Start of Dataset records
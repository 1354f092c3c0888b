//! Request and response payloads shared by the REST API, core services and CLI.
//!
//! Enumerated values (categories, statuses, methods) travel as their lowercase/uppercase wire
//! strings; `hms-core` parses and validates them.

use serde::{Deserialize, Serialize};
use utoipa::ToSchema;

// ============================================================================
// HEALTH
// ============================================================================

#[derive(Debug, Clone, PartialEq, Serialize, Deserialize, ToSchema)]
pub struct HealthRes {
    pub ok: bool,
    pub message: String,
}

// ============================================================================
// MASTER DATA OPTIONS
// ============================================================================

#[derive(Debug, Clone, PartialEq, Serialize, Deserialize, ToSchema)]
pub struct DepartmentOption {
    pub id: i64,
    pub name: String,
    pub code: String,
}

#[derive(Debug, Clone, PartialEq, Serialize, Deserialize, ToSchema)]
pub struct WardOption {
    pub id: i64,
    pub name: String,
    pub department_id: Option<i64>,
}

#[derive(Debug, Clone, PartialEq, Serialize, Deserialize, ToSchema)]
pub struct LabTestOption {
    pub id: i64,
    pub name: String,
    pub code: String,
    pub price_cents: i64,
}

#[derive(Debug, Clone, PartialEq, Serialize, Deserialize, ToSchema)]
pub struct DrugOption {
    pub id: i64,
    pub name: String,
    pub form: Option<String>,
    pub strength: Option<String>,
    pub unit_price_cents: i64,
    pub available_quantity: i64,
}

// ============================================================================
// PATIENTS & ENCOUNTERS
// ============================================================================

#[derive(Debug, Clone, Default, Serialize, Deserialize, ToSchema)]
#[serde(default)]
pub struct CreatePatientReq {
    pub mrn: Option<String>,
    pub first_name: String,
    pub last_name: String,
    pub birth_date: Option<String>,
    pub gender: Option<String>,
    pub phone: Option<String>,
}

#[derive(Debug, Clone, PartialEq, Serialize, Deserialize, ToSchema)]
pub struct PatientRes {
    pub id: i64,
    pub mrn: String,
    pub first_name: String,
    pub last_name: String,
    pub birth_date: Option<String>,
    pub gender: Option<String>,
    pub phone: Option<String>,
    pub created_at: String,
}

#[derive(Debug, Clone, Serialize, Deserialize, ToSchema)]
pub struct ListPatientsRes {
    pub patients: Vec<PatientRes>,
}

#[derive(Debug, Clone, Serialize, Deserialize, ToSchema)]
pub struct AdmitPatientReq {
    pub patient_id: i64,
    pub department_id: Option<i64>,
}

#[derive(Debug, Clone, PartialEq, Serialize, Deserialize, ToSchema)]
pub struct EncounterRes {
    pub id: i64,
    pub patient_id: i64,
    pub encounter_type: String,
    pub status: String,
    pub department_id: Option<i64>,
    pub started_at: String,
    pub completed_at: Option<String>,
}

#[derive(Debug, Clone, PartialEq, Serialize, Deserialize, ToSchema)]
pub struct DepartmentStat {
    pub department_id: i64,
    pub name: String,
    pub active_encounters: i64,
    pub appointments_today: i64,
}

#[derive(Debug, Clone, PartialEq, Serialize, Deserialize, ToSchema)]
pub struct DepartmentStatsRes {
    pub departments: Vec<DepartmentStat>,
}

// ============================================================================
// EMERGENCY & TRIAGE
// ============================================================================

#[derive(Debug, Clone, Default, Serialize, Deserialize, ToSchema)]
#[serde(default)]
pub struct RegisterEmergencyPatientReq {
    pub patient_id: Option<i64>,
    pub temp_name: Option<String>,
    pub temp_gender: Option<String>,
    pub temp_age: Option<i64>,
    pub arrival_mode: Option<String>,
    pub chief_complaint: Option<String>,
}

#[derive(Debug, Clone, PartialEq, Serialize, Deserialize, ToSchema)]
pub struct EmergencyPatientRes {
    pub id: i64,
    pub patient_id: Option<i64>,
    pub display_name: String,
    pub status: String,
    pub assigned_physician_id: Option<i64>,
    pub arrival_mode: Option<String>,
    pub chief_complaint: Option<String>,
    pub arrived_at: String,
    pub latest_category: Option<String>,
}

#[derive(Debug, Clone, Serialize, Deserialize, ToSchema)]
pub struct EmergencyBoardRes {
    pub patients: Vec<EmergencyPatientRes>,
}

/// Vital signs captured at triage. No range validation is applied.
#[derive(Debug, Clone, Default, PartialEq, Serialize, Deserialize, ToSchema)]
#[serde(default)]
pub struct VitalsDto {
    pub systolic_bp: Option<f64>,
    pub diastolic_bp: Option<f64>,
    pub heart_rate: Option<f64>,
    pub respiratory_rate: Option<f64>,
    pub temperature: Option<f64>,
    pub spo2: Option<f64>,
    pub gcs: Option<f64>,
    pub pain_score: Option<f64>,
    pub blood_glucose: Option<f64>,
}

#[derive(Debug, Clone, Default, Serialize, Deserialize, ToSchema)]
#[serde(default)]
pub struct TriageReq {
    pub category: Option<String>,
    pub disposition: Option<String>,
    pub vitals: VitalsDto,
    pub notes: Option<String>,
}

#[derive(Debug, Clone, PartialEq, Serialize, Deserialize, ToSchema)]
pub struct TriageAssessmentRes {
    pub id: i64,
    pub emergency_patient_id: i64,
    pub category: String,
    pub disposition: String,
    pub vitals: VitalsDto,
    pub notes: Option<String>,
    pub assessed_by: i64,
    pub assessed_at: String,
}

#[derive(Debug, Clone, Serialize, Deserialize, ToSchema)]
pub struct TriageRes {
    pub assessment: TriageAssessmentRes,
    /// Set when a critical/expectant category was routed to OPD.
    pub acuity_mismatch: bool,
}

#[derive(Debug, Clone, Serialize, Deserialize, ToSchema)]
pub struct ListTriageRes {
    pub assessments: Vec<TriageAssessmentRes>,
}

#[derive(Debug, Clone, Serialize, Deserialize, ToSchema)]
pub struct AssignPhysicianReq {
    pub physician_id: i64,
}

#[derive(Debug, Clone, Serialize, Deserialize, ToSchema)]
pub struct LinkPatientReq {
    pub patient_id: i64,
}

#[derive(Debug, Clone, Serialize, Deserialize, ToSchema)]
pub struct TransferToOpdReq {
    pub physician_id: i64,
    pub department_id: i64,
    /// `YYYY-MM-DD HH:MM:SS`; defaults to now.
    #[serde(default)]
    pub scheduled_at: Option<String>,
}

#[derive(Debug, Clone, Default, Serialize, Deserialize, ToSchema)]
#[serde(default)]
pub struct EmergencyOrderReq {
    pub order_type: Option<String>,
    pub description: Option<String>,
}

#[derive(Debug, Clone, PartialEq, Serialize, Deserialize, ToSchema)]
pub struct EmergencyOrderRes {
    pub id: i64,
    pub emergency_patient_id: i64,
    pub order_type: String,
    pub description: String,
    pub status: String,
    pub ordered_by: i64,
    pub ordered_at: String,
}

#[derive(Debug, Clone, Serialize, Deserialize, ToSchema)]
pub struct ListEmergencyOrdersRes {
    pub orders: Vec<EmergencyOrderRes>,
}

#[derive(Debug, Clone, Serialize, Deserialize, ToSchema)]
pub struct UpdateStatusReq {
    pub status: String,
}

// ============================================================================
// APPOINTMENTS
// ============================================================================

#[derive(Debug, Clone, Serialize, Deserialize, ToSchema)]
pub struct CreateAppointmentReq {
    pub patient_id: i64,
    pub physician_id: i64,
    pub department_id: i64,
    /// `YYYY-MM-DD HH:MM:SS`
    pub scheduled_at: String,
    #[serde(default)]
    pub notes: Option<String>,
}

#[derive(Debug, Clone, PartialEq, Serialize, Deserialize, ToSchema)]
pub struct AppointmentRes {
    pub id: i64,
    pub encounter_id: i64,
    pub patient_id: i64,
    pub physician_id: i64,
    pub department_id: i64,
    pub scheduled_at: String,
    pub status: String,
    pub notes: Option<String>,
    pub updated_at: String,
}

#[derive(Debug, Clone, Serialize, Deserialize, ToSchema)]
pub struct ListAppointmentsRes {
    pub appointments: Vec<AppointmentRes>,
}

// ============================================================================
// LAB ORDERS
// ============================================================================

#[derive(Debug, Clone, Serialize, Deserialize, ToSchema)]
pub struct CreateLabOrderReq {
    pub lab_test_id: i64,
    #[serde(default)]
    pub priority: Option<String>,
    #[serde(default)]
    pub notes: Option<String>,
}

/// Partial update. `encounter_id` is deliberately not updatable.
#[derive(Debug, Clone, Default, Serialize, Deserialize, ToSchema)]
#[serde(default)]
pub struct UpdateLabOrderReq {
    pub lab_test_id: Option<i64>,
    pub priority: Option<String>,
    pub status: Option<String>,
    pub notes: Option<String>,
}

#[derive(Debug, Clone, PartialEq, Serialize, Deserialize, ToSchema)]
pub struct LabOrderRes {
    pub id: i64,
    pub patient_id: i64,
    pub encounter_id: i64,
    pub lab_test_id: i64,
    pub lab_test_name: String,
    pub priority: String,
    pub status: String,
    pub notes: Option<String>,
    pub ordered_by: i64,
    pub created_at: String,
    pub updated_at: String,
}

#[derive(Debug, Clone, Serialize, Deserialize, ToSchema)]
pub struct ListLabOrdersRes {
    pub lab_orders: Vec<LabOrderRes>,
}

// ============================================================================
// PHARMACY
// ============================================================================

#[derive(Debug, Clone, Serialize, Deserialize, ToSchema)]
pub struct CreatePrescriptionReq {
    pub drug_id: i64,
    pub dosage: String,
    pub frequency: String,
    pub duration_days: i64,
    pub quantity: i64,
    #[serde(default)]
    pub instant_dispensing: bool,
}

#[derive(Debug, Clone, PartialEq, Serialize, Deserialize, ToSchema)]
pub struct PrescriptionRes {
    pub id: i64,
    pub patient_id: i64,
    pub encounter_id: i64,
    pub physician_id: i64,
    pub drug_id: i64,
    pub drug_name: String,
    pub dosage: String,
    pub frequency: String,
    pub duration_days: i64,
    pub quantity: i64,
    pub instant_dispensing: bool,
    pub stock_reserved: bool,
    pub reserved_until: Option<String>,
    pub dispensed_at: Option<String>,
    pub created_at: String,
}

#[derive(Debug, Clone, Serialize, Deserialize, ToSchema)]
pub struct ListPrescriptionsRes {
    pub prescriptions: Vec<PrescriptionRes>,
}

// ============================================================================
// BEDS
// ============================================================================

#[derive(Debug, Clone, Serialize, Deserialize, ToSchema)]
pub struct AssignBedReq {
    pub encounter_id: i64,
}

#[derive(Debug, Clone, Serialize, Deserialize, ToSchema)]
pub struct TransferBedReq {
    pub bed_id: i64,
}

#[derive(Debug, Clone, PartialEq, Serialize, Deserialize, ToSchema)]
pub struct BedAssignmentRes {
    pub id: i64,
    pub bed_id: i64,
    pub encounter_id: i64,
    pub assigned_at: String,
    pub released_at: Option<String>,
}

#[derive(Debug, Clone, PartialEq, Eq, Serialize, Deserialize, ToSchema)]
pub struct StatusCount {
    pub status: String,
    pub count: i64,
}

#[derive(Debug, Clone, PartialEq, Serialize, Deserialize, ToSchema)]
pub struct WardOccupancy {
    pub ward_id: i64,
    pub ward_name: String,
    pub total: i64,
    pub occupied: i64,
    pub available: i64,
    pub occupancy_rate: f64,
}

#[derive(Debug, Clone, PartialEq, Serialize, Deserialize, ToSchema)]
pub struct BedOccupancyRes {
    pub total: i64,
    pub by_status: Vec<StatusCount>,
    pub wards: Vec<WardOccupancy>,
}

#[derive(Debug, Clone, PartialEq, Serialize, Deserialize, ToSchema)]
pub struct ReconcileRes {
    pub before: Vec<StatusCount>,
    pub after: Vec<StatusCount>,
    pub beds_changed: i64,
    /// ACTIVE IPD encounters with no active bed assignment.
    pub unassigned_encounters: Vec<i64>,
    /// ACTIVE IPD encounters holding more than one active bed assignment.
    pub multiply_assigned_encounters: Vec<i64>,
    /// Active assignments whose encounter is not an ACTIVE IPD encounter.
    pub stale_assignments: Vec<i64>,
}

// ============================================================================
// BILLING
// ============================================================================

#[derive(Debug, Clone, Serialize, Deserialize, ToSchema)]
pub struct OpenBillingAccountReq {
    pub encounter_id: i64,
    #[serde(default)]
    pub branch_id: Option<i64>,
}

#[derive(Debug, Clone, Serialize, Deserialize, ToSchema)]
pub struct AddChargeReq {
    pub description: String,
    pub amount_cents: i64,
}

#[derive(Debug, Clone, Serialize, Deserialize, ToSchema)]
pub struct ApplyDiscountReq {
    pub amount_cents: i64,
    pub reason: String,
}

#[derive(Debug, Clone, Serialize, Deserialize, ToSchema)]
pub struct RecordPaymentReq {
    pub amount_cents: i64,
    pub method: String,
}

#[derive(Debug, Clone, PartialEq, Serialize, Deserialize, ToSchema)]
pub struct BillingAccountRes {
    pub id: i64,
    pub patient_id: i64,
    pub encounter_id: i64,
    pub branch_id: Option<i64>,
    pub invoice_number: Option<String>,
    pub total_cents: i64,
    pub paid_cents: i64,
    pub balance_cents: i64,
    pub discount_cents: i64,
    pub discount_reason: Option<String>,
    pub discount_approved_by: Option<i64>,
    pub status: String,
    pub created_at: String,
}

#[derive(Debug, Clone, PartialEq, Serialize, Deserialize, ToSchema)]
pub struct PaymentRes {
    pub id: i64,
    pub billing_account_id: i64,
    pub amount_cents: i64,
    pub method: String,
    pub received_by: i64,
    pub received_at: String,
}

#[derive(Debug, Clone, PartialEq, Serialize, Deserialize, ToSchema)]
pub struct ApproverTotal {
    pub user_id: i64,
    pub name: String,
    pub discount_count: i64,
    pub discount_total_cents: i64,
}

#[derive(Debug, Clone, PartialEq, Serialize, Deserialize, ToSchema)]
pub struct PaymentMethodTotal {
    pub method: String,
    pub count: i64,
    pub total_cents: i64,
}

#[derive(Debug, Clone, PartialEq, Serialize, Deserialize, ToSchema)]
pub struct BillingDashboardRes {
    pub branch_id: Option<i64>,
    pub window_from: String,
    pub window_to: String,
    pub today_revenue_cents: i64,
    pub month_revenue_cents: i64,
    pub previous_month_revenue_cents: i64,
    pub month_growth_rate: f64,
    pub window_revenue_cents: i64,
    pub discount_count: i64,
    pub discount_total_cents: i64,
    pub approver_leaderboard: Vec<ApproverTotal>,
    pub payment_methods: Vec<PaymentMethodTotal>,
}

// ============================================================================
// SETTINGS
// ============================================================================

#[derive(Debug, Clone, PartialEq, Serialize, Deserialize, ToSchema)]
pub struct TriageCategorySetting {
    pub category: String,
    pub label: String,
    pub colour: String,
    pub target_minutes: u32,
}

#[derive(Debug, Clone, PartialEq, Serialize, Deserialize, ToSchema)]
pub struct TriageCategorySettingsDto {
    pub categories: Vec<TriageCategorySetting>,
}

// ============================================================================
// CACHE ADMIN
// ============================================================================

#[derive(Debug, Clone, Default, Serialize, Deserialize, ToSchema)]
#[serde(default)]
pub struct CacheClearReq {
    pub prefix: Option<String>,
}

#[derive(Debug, Clone, Serialize, Deserialize, ToSchema)]
pub struct CacheClearRes {
    pub removed: usize,
}

#[derive(Debug, Clone, Serialize, Deserialize, ToSchema)]
pub struct CacheWarmRes {
    pub warmed: Vec<String>,
}

#[derive(Debug, Clone, PartialEq, Serialize, Deserialize, ToSchema)]
pub struct CacheStatsRes {
    pub entries: i64,
    pub expired: i64,
    pub keys: Vec<String>,
}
End of Dataset records
*Task brief*. Report how many lines of the data hold the string "AppointmentRes"; give only the number.

*Output for this task*. 2